Speaker
Description
Recent advancements in deep learning have significantly improved electrocardiogram analysis for early and accurate detection of cardiovascular diseases. Unlike traditional ECG interpretation methods, which depend heavily on expert judgment and are prone to variability, machine learning models automatically identify complex patterns within large ECG datasets, offering enhanced diagnostic accuracy. Convolutional neural networks and transformer-based architectures demonstrate superior sensitivity and specificity, facilitating real-time monitoring and continuous risk assessment through wearable technology.

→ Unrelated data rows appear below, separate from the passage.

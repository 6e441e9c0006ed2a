//! Configuration loading and management
//!
//! Handles parsing of the optional `config.toml` in the data directory.

use serde::{Deserialize, Serialize};

use crate::error::Result;
use crate::storage::Storage;

/// Main configuration structure
#[derive(Debug, Clone, Default, Serialize, Deserialize)]
pub struct Config {
    /// Sharing-link configuration
    #[serde(default)]
    pub links: LinksConfig,

    /// Identity configuration
    #[serde(default)]
    pub identity: IdentityConfig,
}

impl Config {
    /// Load configuration from the data directory, falling back to defaults
    /// when the file is absent.
    pub fn load(storage: &Storage) -> Result<Self> {
        let path = storage.config_file();
        if !path.exists() {
            return Ok(Config::default());
        }
        let content = std::fs::read_to_string(&path)?;
        let config: Config = toml::from_str(&content)?;
        Ok(config)
    }
}

/// Configuration for generated group invite links
#[derive(Debug, Clone, Serialize, Deserialize)]
pub struct LinksConfig {
    /// Origin prepended to `/join/<task-id>` when a group task is created
    #[serde(default = "default_base_url")]
    pub base_url: String,
}

fn default_base_url() -> String {
    "https://deadline.local".to_string()
}

impl Default for LinksConfig {
    fn default() -> Self {
        Self {
            base_url: default_base_url(),
        }
    }
}

/// Identity-related configuration
#[derive(Debug, Clone, Default, Serialize, Deserialize)]
pub struct IdentityConfig {
    /// Display name used when the local identity is first created.
    /// When unset, a name is derived from the generated id.
    #[serde(default)]
    pub default_name: Option<String>,
}
//! dg whoami command implementation.

use std::path::PathBuf;

use serde::Serialize;

use crate::error::Result;
use crate::output::{emit_success, HumanOutput, OutputOptions};

use super::task::{open_store, resolve_user};

pub struct WhoamiOptions {
    pub user: Option<String>,
    pub data_dir: Option<PathBuf>,
    pub json: bool,
    pub quiet: bool,
}

pub fn run_whoami(options: WhoamiOptions) -> Result<()> {
    let store = open_store(options.data_dir.as_deref())?;
    let user = resolve_user(&store, options.user.as_deref())?;

    #[derive(Serialize)]
    struct WhoamiReport<'a> {
        id: &'a str,
        name: &'a str,
        data_dir: String,
    }

    let mut human = HumanOutput::new(format!("You are {}", user.name));
    human.push_summary("id", &user.id);
    human.push_summary("data dir", store.storage().data_dir().display().to_string());

    emit_success(
        OutputOptions {
            json: options.json,
            quiet: options.quiet,
        },
        "whoami",
        &WhoamiReport {
            id: &user.id,
            name: &user.name,
            data_dir: store.storage().data_dir().display().to_string(),
        },
        Some(&human),
    )
}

Machine learning effectively addresses ECG signal challenges, including noise reduction and variability management, by automatically extracting relevant clinical features. Explainability techniques further enhance clinical interpretability and trust among healthcare providers. Additionally, the adoption of federated learning in ECG analysis allows collaborative model training across distributed data sources, ensuring patient privacy and improved model generalization across different clinics and devices.
We propose an end-to-end deep neural network-based tool specifically designed for cardiovascular disease detection, integrating advanced preprocessing techniques, deep feature extraction, and robust classification algorithms. The proposed solution demonstrates high diagnostic accuracy validated across diverse patient cohorts and varied clinical settings. Furthermore, it includes intuitive visualization and interpretability modules, enabling clinicians to clearly understand model predictions. This comprehensive tool is designed for seamless integration into clinical workflows, enhancing efficiency, enabling timely clinical decisions, and contributing to improved patient outcomes.